Tofino’s Community Hall can’t handle the community’s recreational needs and should be supplemented by a new indoor gym

Gymnasium still a need in Tofino

“Affordable housing comes from the private sector as much as it comes from us."

Affordable housing has dominated Tofino’s municipal discussions lately but the district’s community sustainability manager is urging council not to let a potential recreation centre slide out of mind.

“As your planner, and the person in charge of your recreation department, we have a growing community. We’re going to need portables next year at the school and probably for a couple of years after that. We have that many children coming through,” Aaron Rodgers told council during their Nov. 15 regular meeting.

“At some point, we really do have to seriously think about making a place for people to go to when it’s dark at 4:30 p.m. or it’s pouring rain at 2:30 p.m.”

Rodgers’ words came while council was discussing his proposed Community Amenity Contribution Guideline that lays out directions to steer developers when discussing amenity contributions. Amenities are community assets or financial contributions that developers promise to give to the district if their application is approved.

Rodger’s proposed policy identifies affordable housing, an indoor recreation facility, harbourfront walkway and public art as the areas developers should be encouraged to put amenities into, but council initially seemed intent on zeroing in on housing and letting the others slide off.

“I think we’ve just got to bite the bullet and say, ‘Forget all these other things we say we’re going to support for amenities, everything’s going to affordable housing for this council term,’” said Coun. Duncan McMaster.

“Putting art and the gymnasium in there and all this, I think that’s just distracting…This council needs to decide whether it is really going to go after affordable housing and, I think, that would be a good statement for the two years we have left.”

Rodgers spoke against taking an all-eggs-in-one-basket approach and stressed the need for indoor recreation space.

“Affordable housing comes from the private sector as much as it comes from us,” he said. “We need, and I’ve been quite open with this, recreational services for our community, which we currently don’t have.”

Mayor Josie Osborne assured Rodgers that council is in favour of increasing the town’s recreational amenities but said housing is a more pressing need.

“What we’re hearing from Coun. McMaster, and I have to say I agree, is that we need housing for people to live in first before they can even go to the gym,” she said.

Coun. Cathy Thicke agreed the focus should be narrowed but suggested leaving some options open for developers to pick from.

“When people are passionate about something, and we’re offering this as an opportunity not a law, it would be good to offer one or two options because the type of development, or the type of request, they’re asking may not fit into affordable housing,” Thicke said.

“We’re trying to develop something that is an opportunity to give back and it’s the privilege of doing business and the privilege of redeveloping in our beautiful community so, I think, it’s good to offer options.”

After the meeting, Rodgers told the Westerly News a recreation centre was identified as a top priority by Tofino locals in 2013 and the need for one has only grown since then.

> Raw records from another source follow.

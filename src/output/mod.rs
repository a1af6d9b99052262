//! Terminal output formatting
//!
//! Display utilities for the line-based play mode and CLI results.

pub mod display;
pub mod formatters;

pub use display::{print_board, print_keyboard_hints, print_loss, print_score_result, print_win};
//! Formatting utilities for terminal output

use crate::core::{Feedback, Verdict, WORD_LENGTH, Word};
use crate::game::Keyboard;
use colored::{ColoredString, Colorize};

/// Rows of a QWERTY keyboard, top to bottom
pub const KEY_ROWS: [&str; 3] = ["qwertyuiop", "asdfghjkl", "zxcvbnm"];

fn paint_tile(cell: &str, verdict: Verdict) -> ColoredString {
    match verdict {
        Verdict::Correct => cell.black().on_bright_green(),
        Verdict::WrongLocation => cell.black().on_bright_yellow(),
        Verdict::Absent => cell.white().on_bright_black(),
    }
}

/// Format a scored guess as a row of colored tiles
#[must_use]
pub fn tile_row(word: &Word, feedback: Feedback) -> String {
    word.chars()
        .iter()
        .enumerate()
        .map(|(i, &ch)| {
            let cell = format!(" {} ", (ch as char).to_ascii_uppercase());
            paint_tile(&cell, feedback.verdict_at(i)).to_string()
        })
        .collect::<Vec<_>>()
        .join(" ")
}

/// Format the in-progress entry: typed letters followed by blank cells
#[must_use]
pub fn active_row(active: &str) -> String {
    (0..WORD_LENGTH)
        .map(|i| match active.as_bytes().get(i) {
            Some(&ch) => format!(" {} ", (ch as char).to_ascii_uppercase())
                .bold()
                .to_string(),
            None => " · ".dimmed().to_string(),
        })
        .collect::<Vec<_>>()
        .join(" ")
}

/// Format an unused board row
#[must_use]
pub fn empty_row() -> String {
    (0..WORD_LENGTH)
        .map(|_| " · ".dimmed().to_string())
        .collect::<Vec<_>>()
        .join(" ")
}

/// Format the three keyboard rows with per-key hint colors
#[must_use]
pub fn keyboard_rows(keyboard: &Keyboard) -> Vec<String> {
    KEY_ROWS
        .iter()
        .map(|row| {
            row.chars()
                .map(|ch| {
                    let key = ch.to_ascii_uppercase().to_string();
                    match keyboard.verdict_for(ch) {
                        Some(Verdict::Correct) => key.black().on_bright_green().to_string(),
                        Some(Verdict::WrongLocation) => key.black().on_bright_yellow().to_string(),
                        Some(Verdict::Absent) => key.bright_black().to_string(),
                        None => key.normal().to_string(),
                    }
                })
                .collect::<Vec<_>>()
                .join(" ")
        })
        .collect()
}
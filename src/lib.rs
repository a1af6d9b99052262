//! Daily word puzzle
//!
//! A five-letter word-guessing game with a deterministic date-keyed answer,
//! duplicate-aware letter scoring, and per-key hint tracking.
//!
//! # Quick Start
//!
//! ```rust
//! use wordle_daily::core::Word;
//! use wordle_daily::game::{MAX_ATTEMPTS, Outcome, Session, SubmitResult};
//! use wordle_daily::wordlists::Catalog;
//!
//! let catalog = Catalog::embedded();
//! let target = Word::new("crane").unwrap();
//! let mut session = Session::new(&catalog, target, MAX_ATTEMPTS);
//!
//! for ch in "crane".chars() {
//!     session.press_letter(ch);
//! }
//!
//! let result = session.submit_guess().unwrap();
//! assert!(matches!(
//!     result,
//!     SubmitResult::Scored { outcome: Outcome::Won, .. }
//! ));
//! ```

// Core domain types
pub mod core;

// Game state and lifecycle
pub mod game;

// Word lists
pub mod wordlists;

// Command implementations
pub mod commands;

// Terminal output formatting
pub mod output;

// Interactive TUI interface
pub mod interactive;
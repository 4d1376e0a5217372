use chrono::{Local, NaiveDate};
use isg_common::{DataOrdering, GridBounds};
use tracing::{debug, warn};

use super::{BANNER_PREFIX, BEGIN_OF_HEAD, END_OF_HEAD};
use crate::dms::{deg_to_dms, Dms};
use crate::model::GridModel;
use crate::pattern::{CoordUnit, FormatSpec, NumberPattern};
use crate::schema::{FieldSlug, FieldSpec, FormatSchema, ValueKind};
use crate::version::IsgVersion;

const PLACEHOLDER: &str = "---";
const DATE_FORMAT: &str = "%d/%m/%Y";
const DATA_PATTERN: NumberPattern = NumberPattern::fixed(10, 4);

/// Render one data row: every value width 10 with 4 decimals, each followed
/// by a space.
pub fn render_data_row(row: &[f64]) -> String {
    let mut line = String::with_capacity(row.len() * 11);
    for value in row {
        line.push_str(&DATA_PATTERN.render_float(*value));
        line.push(' ');
    }
    line
}

/// Render `model` as an ISG document of version `target`.
pub fn write(model: &GridModel, target: IsgVersion, generator: &str) -> String {
    write_with_date(model, target, generator, Local::now().date_naive())
}

/// Like [`write`] with an explicit date for stamped creation dates.
pub fn write_with_date(
    model: &GridModel,
    target: IsgVersion,
    generator: &str,
    today: NaiveDate,
) -> String {
    let schema = FormatSchema::for_version(target);
    let width = schema.keyword_width();
    let writer = FieldWriter {
        model,
        target,
        disk_bounds: if target.stores_cell_edges() {
            model.bounds().centers_to_edges()
        } else {
            *model.bounds()
        },
        unit: model.coord_units().unwrap_or(CoordUnit::Deg),
        today: today.format(DATE_FORMAT).to_string(),
    };

    let mut out = String::new();
    for line in model.comment_lines() {
        out.push_str(line);
        out.push('\n');
    }
    if !ends_with_banner(model.comment_lines()) {
        out.push_str(BANNER_PREFIX);
        out.push_str(generator);
        out.push_str("\n\n");
    }
    out.push_str(BEGIN_OF_HEAD);
    out.push('\n');

    for spec in schema.fields() {
        let keyword = match model.field(spec.slug) {
            Some(field) if spec.keyword.accepts(&field.keyword) => field.keyword.as_str(),
            _ => spec.keyword.primary(),
        };
        let delimiter = match spec.kind {
            ValueKind::Numeric => " = ",
            ValueKind::Textual => " : ",
        };
        out.push_str(&format!(
            "{:<width$}{}{}\n",
            keyword,
            delimiter,
            writer.render(spec)
        ));
    }

    out.push_str(END_OF_HEAD);
    out.push('\n');
    for row in model.data() {
        out.push_str(&render_data_row(row));
        out.push('\n');
    }

    debug!(
        version = %target,
        fields = schema.fields().len(),
        rows = model.data().len(),
        "Rendered ISG document"
    );
    out
}

/// True when the last two comment lines are a banner and a blank line.
fn ends_with_banner(comment_lines: &[String]) -> bool {
    match comment_lines {
        [.., banner, blank] => banner.starts_with(BANNER_PREFIX) && blank.trim().is_empty(),
        _ => false,
    }
}

struct FieldWriter<'a> {
    model: &'a GridModel,
    target: IsgVersion,
    disk_bounds: GridBounds,
    unit: CoordUnit,
    today: String,
}

impl FieldWriter<'_> {
    fn render(&self, spec: &FieldSpec) -> String {
        let stored = self.model.field(spec.slug).map(|field| field.value.as_str());

        match spec.slug {
            FieldSlug::IsgFormat => return self.render_version(spec),
            FieldSlug::CreationDate => {
                return match stored {
                    Some(value) if !self.model.is_subset() => format!(" {}", value),
                    _ => format!(" {}", self.today),
                };
            }
            FieldSlug::ModelName if self.model.is_subset() => {
                return format!("{} subset", stored.unwrap_or(PLACEHOLDER));
            }
            slug if slug.is_bound() => return self.render_bound(spec, stored),
            _ => {}
        }

        let Some(value) = stored else {
            return default_value(spec.slug).to_string();
        };

        match spec.format {
            FormatSpec::Fixed(pattern) => pattern
                .render_text(spec.slug.as_str(), value)
                .unwrap_or_else(|err| {
                    warn!(error = %err, "Writing header value unformatted");
                    value.to_string()
                }),
            _ => value.to_string(),
        }
    }

    fn render_version(&self, spec: &FieldSpec) -> String {
        match spec.format {
            FormatSpec::Fixed(pattern) => pattern
                .render_text(spec.slug.as_str(), self.target.as_str())
                .unwrap_or_else(|_| self.target.as_str().to_string()),
            _ => self.target.as_str().to_string(),
        }
    }

    fn render_bound(&self, spec: &FieldSpec, stored: Option<&str>) -> String {
        let value = bound_value(&self.disk_bounds, spec.slug);

        match spec.format.resolve(Some(self.unit)) {
            Some(FormatSpec::Fixed(pattern)) => pattern.render_float(value),
            Some(FormatSpec::Sexagesimal(patterns)) => {
                // Stored DMS text is exact; decimal bounds were rounded.
                let dms = stored
                    .and_then(|text| Dms::parse(text).ok())
                    .filter(|dms| (dms.to_degrees() - value).abs() < 1e-6)
                    .unwrap_or_else(|| deg_to_dms(value));
                let rendered = dms.render(&patterns);
                match rendered.strip_prefix(' ') {
                    Some(rest) => rest.to_string(),
                    None => rendered,
                }
            }
            _ => {
                warn!(
                    field = %spec.slug,
                    unit = self.unit.as_str(),
                    "No pattern for coordinate unit, writing raw value"
                );
                stored.map(str::to_string).unwrap_or_else(|| value.to_string())
            }
        }
    }
}

fn bound_value(bounds: &GridBounds, slug: FieldSlug) -> f64 {
    match slug {
        FieldSlug::LatMin => bounds.lat_min,
        FieldSlug::LatMax => bounds.lat_max,
        FieldSlug::LonMin => bounds.lon_min,
        FieldSlug::LonMax => bounds.lon_max,
        FieldSlug::DeltaLat => bounds.delta_lat,
        _ => bounds.delta_lon,
    }
}

fn default_value(slug: FieldSlug) -> &'static str {
    match slug {
        FieldSlug::DataFormat => "grid",
        FieldSlug::DataOrdering => DataOrdering::NorthToSouthWestToEast.as_phrase(),
        FieldSlug::CoordType => "geodetic",
        FieldSlug::CoordUnits => CoordUnit::Deg.as_str(),
        _ => PLACEHOLDER,
    }
}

“We have a massively expanding young population. We have families staying in town [and] we also have an aging population that’s a lot more active than they used to be,” he said.

“It rains here a lot in the winter time and it gets dark early and we’re overdue for a facility. Most municipalities our size do have such a facility.”

Tofino spent roughly $20,000 in 2015 on a feasibility study that produced a $1.8 million capital cost estimate for a recreation centre.

“That’s a moving target,” Rodgers said of the price-tag adding there are potential grant opportunities to comb through.

He said a swimming pool is not included in the $1.8 million estimate but could become part of the plan, though it would likely be launched and operated by a third party.

“What we’re thinking is maybe we provide land on a long-term lease to a non-profit society and allow them to build a facility such as a pool,” he said. “Pools are phenomenally expensive and I don’t think any small community can handle a pool by itself.”

Tofino’s council is currently considering spending roughly $25,000 in 2017 for a site plan that would detail how a recreation centre could fit next to the Tofino Community Hall.

In July, the Westerly News reported that, without factoring in grants or potential provincial and federal government funding, the $1.8 million loan needed to build a recreation centre would cost the average Tofitian taxpayer roughly $60 a year for twenty years to pay back.

Before taking out a loan that size,  the district would need approval from its electorate through a referendum.